[Collection entries]

+++++

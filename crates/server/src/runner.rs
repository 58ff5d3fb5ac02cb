// SPDX-License-Identifier: BUSL-1.1
// Copyright (c) 2026 Alfred Jean LLC

//! Single-prompt executor: converts one SDK turn into typed events.
//!
//! Exactly one terminal event (`complete` or `error`) is emitted per turn,
//! on every path: normal result, error result, stream failure, and wall
//! clock expiry.  Nothing is emitted after the terminal event.

use std::sync::Arc;
use std::time::Duration;

use tokio::sync::mpsc;

use crate::events::AgentEvent;
use crate::sdk::{ContentBlock, QueryOptions, SdkClient, SdkConnector, SdkMessage};

/// Maximum title length accepted from the title generator.
pub const MAX_TITLE_CHARS: usize = 80;

/// Run one turn against `client`, yielding events through the returned
/// channel.  The channel closes after the terminal event.  Dropping the
/// receiver cancels the turn.
pub fn spawn_turn(
    client: Arc<dyn SdkClient>,
    prompt: String,
    timeout: Duration,
) -> mpsc::Receiver<AgentEvent> {
    let (tx, rx) = mpsc::channel(64);
    tokio::spawn(async move {
        let deadline = tokio::time::Instant::now() + timeout;
        let mut terminal_sent = false;
        let outcome =
            tokio::time::timeout_at(deadline, drive(client, prompt, &tx, &mut terminal_sent))
                .await;
        if terminal_sent {
            return;
        }
        let error = match outcome {
            Ok(Ok(())) => "agent stream ended without a result".to_owned(),
            Ok(Err(e)) => format!("{e:#}"),
            Err(_) => format!("turn timed out after {}s", timeout.as_secs()),
        };
        let _ = tx.send(AgentEvent::Error { error, is_permanent: Some(true) }).await;
    });
    rx
}

/// Consume the SDK stream and translate messages into events.
///
/// `terminal_sent` is set once a terminal event went out (or the consumer is
/// gone, in which case there is nobody left to tell).
async fn drive(
    client: Arc<dyn SdkClient>,
    prompt: String,
    tx: &mpsc::Sender<AgentEvent>,
    terminal_sent: &mut bool,
) -> anyhow::Result<()> {
    let mut messages = client.run_turn(prompt).await?;
    let mut session_id_sent = false;

    while let Some(message) = messages.recv().await {
        match message {
            SdkMessage::SystemInit { session_id } => {
                if !session_id_sent {
                    session_id_sent = true;
                    if tx.send(AgentEvent::SessionId { session_id }).await.is_err() {
                        *terminal_sent = true;
                        return Ok(());
                    }
                }
            }
            SdkMessage::Assistant { blocks } => {
                for block in blocks {
                    let event = match block {
                        ContentBlock::Text { text } => AgentEvent::Text { chunk: text },
                        ContentBlock::ToolUse { name, input } => {
                            AgentEvent::ToolUse { name, input }
                        }
                        ContentBlock::Thinking { content } => AgentEvent::Thinking { content },
                    };
                    if tx.send(event).await.is_err() {
                        *terminal_sent = true;
                        return Ok(());
                    }
                }
            }
            SdkMessage::Result { session_id, cost_usd, duration_ms, is_error } => {
                if let Some(session_id) = session_id {
                    if !session_id_sent {
                        session_id_sent = true;
                        if tx.send(AgentEvent::SessionId { session_id }).await.is_err() {
                            *terminal_sent = true;
                            return Ok(());
                        }
                    }
                }
                let terminal = if is_error {
                    AgentEvent::Error {
                        error: "agent returned an error result".to_owned(),
                        is_permanent: Some(true),
                    }
                } else {
                    AgentEvent::Complete { status: "success".to_owned(), cost_usd, duration_ms }
                };
                let _ = tx.send(terminal).await;
                *terminal_sent = true;
                return Ok(());
            }
        }
    }
    Ok(())
}

/// Generate a short single-line title for `text`.
///
/// Specialized invocation: no tools, tight wall clock. Returns `None` on any
/// failure — callers must treat the title as best-effort.
pub async fn generate_title(
    connector: &dyn SdkConnector,
    text: &str,
    timeout: Duration,
) -> Option<String> {
    let prompt = format!(
        "Reply with a short descriptive title for this note. \
         One line, at most {MAX_TITLE_CHARS} characters, no quotes.\n\n{text}"
    );
    let generate = async {
        let mut messages =
            connector.query(prompt, QueryOptions { allowed_tools: vec![] }).await.ok()?;
        let mut collected = String::new();
        while let Some(message) = messages.recv().await {
            match message {
                SdkMessage::Assistant { blocks } => {
                    for block in blocks {
                        if let ContentBlock::Text { text } = block {
                            collected.push_str(&text);
                        }
                    }
                }
                SdkMessage::Result { is_error: true, .. } => return None,
                SdkMessage::Result { .. } => break,
                SdkMessage::SystemInit { .. } => {}
            }
        }
        let line = collected.lines().map(str::trim).find(|l| !l.is_empty())?;
        Some(line.chars().take(MAX_TITLE_CHARS).collect::<String>())
    };
    tokio::time::timeout(timeout, generate).await.ok().flatten()
}

#[cfg(test)]
#[path = "runner_tests.rs"]
mod tests;
// SPDX-License-Identifier: BUSL-1.1
// Copyright (c) 2026 Alfred Jean LLC

//! Git subprocess client for the vault repository.
//!
//! Every operation shells out to `git -C <vault>` with a wall-clock timeout
//! and `GIT_TERMINAL_PROMPT=0` so nothing can block on credentials.  When
//! the mirror is disabled the client is never constructed; callers gate on
//! configuration before reaching here.

use std::path::PathBuf;
use std::time::Duration;

use anyhow::{bail, Context};
use tokio::process::Command;
use tracing::debug;

pub struct GitClient {
    vault_path: PathBuf,
    timeout: Duration,
}

impl GitClient {
    pub fn new(vault_path: impl Into<PathBuf>, timeout: Duration) -> Self {
        Self { vault_path: vault_path.into(), timeout }
    }

    /// Clone the repository into the vault if `.git` is missing, then set
    /// the commit author.
    pub async fn initialize(
        &self,
        repo_url: &str,
        user_name: &str,
        user_email: &str,
    ) -> anyhow::Result<()> {
        if !self.vault_path.join(".git").exists() {
            let vault = self
                .vault_path
                .to_str()
                .context("vault path is not valid UTF-8")?
                .to_owned();
            debug!(repo_url = %repo_url, vault_path = %vault, "cloning vault from repository");
            self.run_in(None, &["clone", repo_url, vault.as_str()])
                .await
                .context("git clone failed")?;
        }
        self.run(&["config", "user.name", user_name]).await?;
        self.run(&["config", "user.email", user_email]).await?;
        Ok(())
    }

    pub async fn pull(&self) -> anyhow::Result<()> {
        self.run(&["pull"]).await.context("git pull failed")?;
        debug!("git pull completed");
        Ok(())
    }

    /// Changed files (modified, added, deleted, untracked), vault-relative.
    pub async fn changed_files(&self) -> anyhow::Result<Vec<String>> {
        let output = self.run(&["status", "--porcelain"]).await?;
        Ok(output
            .lines()
            .filter(|line| line.len() > 3)
            .map(|line| {
                let path = &line[3..];
                // Renames report "old -> new"; the new path is what we stage.
                match path.split_once(" -> ") {
                    Some((_, new)) => new.to_owned(),
                    None => path.to_owned(),
                }
            })
            .collect())
    }

    /// Stage the given paths and commit.
    pub async fn commit(&self, message: &str, paths: &[String]) -> anyhow::Result<()> {
        let mut add_args = vec!["add".to_owned(), "--".to_owned()];
        add_args.extend(paths.iter().cloned());
        let add_refs: Vec<&str> = add_args.iter().map(String::as_str).collect();
        self.run(&add_refs).await.context("git add failed")?;
        self.run(&["commit", "-m", message]).await.context("git commit failed")?;
        debug!(files = paths.len(), "git commit completed");
        Ok(())
    }

    pub async fn head_commit(&self) -> anyhow::Result<String> {
        Ok(self.run(&["rev-parse", "HEAD"]).await?.trim().to_owned())
    }

    pub async fn push(&self) -> anyhow::Result<()> {
        // HEAD refspec: works before the first push creates an upstream.
        self.run(&["push", "origin", "HEAD"]).await.context("git push failed")?;
        debug!("git push completed");
        Ok(())
    }

    async fn run(&self, args: &[&str]) -> anyhow::Result<String> {
        self.run_in(Some(&self.vault_path), args).await
    }

    async fn run_in(&self, cwd: Option<&PathBuf>, args: &[&str]) -> anyhow::Result<String> {
        let mut cmd = Command::new("git");
        if let Some(cwd) = cwd {
            cmd.arg("-C").arg(cwd);
        }
        cmd.args(args).env("GIT_TERMINAL_PROMPT", "0").kill_on_drop(true);

        let subcommand = args.first().copied().unwrap_or_default();
        let output = tokio::time::timeout(self.timeout, cmd.output())
            .await
            .map_err(|_| {
                anyhow::anyhow!(
                    "git {subcommand} timed out after {}s",
                    self.timeout.as_secs()
                )
            })?
            .with_context(|| format!("failed to run git {subcommand}"))?;

        if !output.status.success() {
            let stderr = String::from_utf8_lossy(&output.stderr);
            bail!("git {subcommand} failed: {}", stderr.trim());
        }
        Ok(String::from_utf8_lossy(&output.stdout).into_owned())
    }
}

#[cfg(test)]
#[path = "gitc_tests.rs"]
mod tests;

+++++

Will you return exactly the lines above from the one with "let terminal = if" down to the one with "a wall-clock timeout", counting both as part of the range?

§ Answer to the exercise
                let terminal = if is_error {
                    AgentEvent::Error {
                        error: "agent returned an error result".to_owned(),
                        is_permanent: Some(true),
                    }
                } else {
                    AgentEvent::Complete { status: "success".to_owned(), cost_usd, duration_ms }
                };
                let _ = tx.send(terminal).await;
                *terminal_sent = true;
                return Ok(());
            }
        }
    }
    Ok(())
}

/// Generate a short single-line title for `text`.
///
/// Specialized invocation: no tools, tight wall clock. Returns `None` on any
/// failure — callers must treat the title as best-effort.
pub async fn generate_title(
    connector: &dyn SdkConnector,
    text: &str,
    timeout: Duration,
) -> Option<String> {
    let prompt = format!(
        "Reply with a short descriptive title for this note. \
         One line, at most {MAX_TITLE_CHARS} characters, no quotes.\n\n{text}"
    );
    let generate = async {
        let mut messages =
            connector.query(prompt, QueryOptions { allowed_tools: vec![] }).await.ok()?;
        let mut collected = String::new();
        while let Some(message) = messages.recv().await {
            match message {
                SdkMessage::Assistant { blocks } => {
                    for block in blocks {
                        if let ContentBlock::Text { text } = block {
                            collected.push_str(&text);
                        }
                    }
                }
                SdkMessage::Result { is_error: true, .. } => return None,
                SdkMessage::Result { .. } => break,
                SdkMessage::SystemInit { .. } => {}
            }
        }
        let line = collected.lines().map(str::trim).find(|l| !l.is_empty())?;
        Some(line.chars().take(MAX_TITLE_CHARS).collect::<String>())
    };
    tokio::time::timeout(timeout, generate).await.ok().flatten()
}

#[cfg(test)]
#[path = "runner_tests.rs"]
mod tests;
// SPDX-License-Identifier: BUSL-1.1
// Copyright (c) 2026 Alfred Jean LLC

//! Git subprocess client for the vault repository.
//!
//! Every operation shells out to `git -C <vault>` with a wall-clock timeout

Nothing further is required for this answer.